Summer's here and the outdoors beckon.
But for many Long Islanders it isn't just the fear of COVID exposure that's on their minds. It's ticks. Ticks and tick-borne disease.
So, what should you know about ticks, where they live, what diseases they carry and how to prevent tick bites?
A panel of experts, hosted by Newsday associate editor Joye Brown, addressed those issues Thursday on the latest Newsday Live webinar, titled "Tick Borne Diseases: How to Stay Safe."
The experts — Dr. Rohit Gautam, primary care physician, Catholic Health, Patchogue; Dr. Luis Marcos, director for the Infectious Diseases Fellowship Program at Stony Brook Medicine; and Dr. Sunil Sood, professor at the Donald and Barbara Zucker School of Medicine, Hofstra University / Northwell Health, and pediatric infectious disease specialist for Northwell Health — said there are three basic varieties of ticks found on Long Island: deer ticks, Lone Star ticks and dog ticks.

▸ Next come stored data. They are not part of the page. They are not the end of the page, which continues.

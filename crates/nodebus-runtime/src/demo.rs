//! Demo nodes run by the `nodebus` binary.
//!
//! `talker` publishes a counter and a greeting; `listener` logs every
//! counter value and the newest greeting.

use std::time::Duration;

use nodebus_params::{ParamDefaults, ParamError, Params};
use serde_json::json;
use tracing::info;

use crate::node::Node;
use crate::node_context::NodeContext;

/// Topic carrying the talker's counter.
pub const COUNTER_TOPIC: &str = "chatter/count";
/// Topic carrying the talker's greeting.
pub const GREETING_TOPIC: &str = "chatter/greeting";

/// Publishes an incrementing counter every period.
#[derive(Debug, Default)]
pub struct Talker {
    count: u64,
}

impl Talker {
    #[must_use]
    pub fn new() -> Self {
        Self::default()
    }
}

impl Node for Talker {
    fn name(&self) -> &str {
        "talker"
    }

    fn declare_defaults(&self, defaults: &mut ParamDefaults<'_>) -> Result<(), ParamError> {
        defaults.merge(
            "~",
            json!({
                "greeting": "hello",
                "step": 1,
                "queue_size": 8
            }),
        )
    }

    fn period(&self) -> Option<Duration> {
        Some(Duration::from_millis(500))
    }

    fn run(&mut self, ctx: &mut NodeContext, params: &Params) -> anyhow::Result<()> {
        let greeting: String = params.node_get_as(ctx.name(), "~/greeting")?;
        let step: u64 = params.node_get_as(ctx.name(), "~/step")?;
        let queue_size: usize = params.node_get_as(ctx.name(), "~/queue_size")?;

        let counter = ctx.publisher::<u64>(COUNTER_TOPIC)?;
        counter.set_queue_size(queue_size);
        let greetings = ctx.publisher_with::<String>(GREETING_TOPIC, greeting.clone())?;

        while ctx.loop_check() {
            self.count += step;
            let seq = counter.publish(self.count);
            if self.count % 10 == 0 {
                greetings.publish(format!("{greeting} #{}", self.count));
            }
            info!(node = %ctx.name(), count = self.count, seq, "Published");
        }
        Ok(())
    }
}

/// Logs everything the talker publishes.
#[derive(Debug, Default)]
pub struct Listener;

impl Node for Listener {
    fn name(&self) -> &str {
        "listener"
    }

    fn run(&mut self, ctx: &mut NodeContext, _params: &Params) -> anyhow::Result<()> {
        let name = ctx.name().to_string();
        ctx.subscribe_queue::<u64, _>(COUNTER_TOPIC, move |count| {
            info!(node = %name, count, "Heard");
        })?;
        let greeting = ctx.subscribe_value::<String>(GREETING_TOPIC)?;

        let mut last_greeting = None;
        while ctx.loop_check() {
            let current = greeting.get();
            if current != last_greeting {
                if let Some(text) = &current {
                    info!(node = %ctx.name(), greeting = %text, "New greeting");
                }
                last_greeting = current;
            }
        }
        Ok(())
    }
}

#[cfg(test)]
mod tests {
    use super::*;
    use crate::context::RuntimeContext;
    use nodebus_params::ParameterStore;
    use std::thread;

    fn frozen_params(node: &dyn Node) -> Params {
        let mut store = ParameterStore::new();
        store
            .declare_defaults(node.name(), |d| node.declare_defaults(d))
            .unwrap();
        store.finalize()
    }

    #[test]
    fn test_talker_defaults() {
        let params = frozen_params(&Talker::new());
        assert_eq!(params.get_as::<String>("talker/greeting").unwrap(), "hello");
        assert_eq!(params.get_as::<usize>("talker/queue_size").unwrap(), 8);
    }

    #[test]
    fn test_talker_publishes_until_shutdown() {
        let runtime = RuntimeContext::new();
        let params = frozen_params(&Talker::new());
        let counter = runtime.registry().find_or_create::<u64>(COUNTER_TOPIC).unwrap();

        let worker_ctx = runtime.clone();
        let handle = thread::spawn(move || {
            let mut talker = Talker::new();
            let mut ctx = NodeContext::new("talker", worker_ctx, Duration::from_millis(1));
            talker.run(&mut ctx, &params)
        });

        while counter.sequence() < 3 {
            thread::sleep(Duration::from_millis(1));
        }
        runtime.shutdown().trigger();
        handle.join().unwrap().unwrap();

        assert_eq!(counter.queue_size(), 8);
        assert_eq!(counter.latest(), Some(counter.sequence()));
    }
}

Each carry different diseases, some which can be deadly. Only the deer tick carries the disease many Long Islanders fear most: Lyme disease.
Deer ticks, Marcos said, carry five specific diseases — including babesiosis, anaplasmosis and Powassan virus — and about 70% percent carry Lyme. The good news, he said, is that only about 5% of those ticks will ever transmit Lyme, which can cause flu-like symptoms a few days to a month after being bitten.
Lone Star ticks, which have emerged in the tristate area in recent years, and dog ticks, which can be found across the U.S., carry other significant diseases.
Lone Star tick bites can transmit so-called meat allergies and, on rare occasions, the deadly Rocky Mountain spotted fever. Dog ticks can also transmit Rocky Mountain spotted fever and tularemia, which can lead to swollen lymph glands and skin ulcers.
Most common exposure areas include grassy areas, woodlands and parks.
"There is a lot of ticks out there," Marcos said. "And it's not just the East End of Long Island."
The North Shore, parks in Nassau and Suffolk, parks in Queens, in Brooklyn. "Even Central Park," he said. All can be habitats for ticks.
What can you do to protect yourself?
The three experts all agreed that staying on marked hiking trails instead of wandering through brush is a help. The Centers for Disease Control, as well as the experts, advise a variety of other measures: light-colored clothing tight around your extremities when possible; showering immediately after outdoor exposure, and checking for common areas ticks might hide — skin folds, the groin area, behind your knees. Deer ticks don't commonly go to your hairline, Marcos said. "They go low," he said.
Dog ticks and Lone Star ticks, however, might.
Sood recommended tick sprays and formulas, the best two being DEET-based repellents and permethrin.
If you find a tick, remove it using a tweezer near the head area and pull it away gently and straight out in order to minimize leaving any mouth parts in the skin.
The doctors all advised taking any removed tick and attaching it to a piece of clear tape so if you do have concerns you can bring it to a doctor for assessment.
While any tick bite can be of concern, Sood said he and many experts are far more concerned with mosquito-borne disease, such as encephalitis and West Nile.
"Use common sense measures, do the tick checks," Sood said, adding: "For the most part you do not have to worry about getting a tick-borne disease."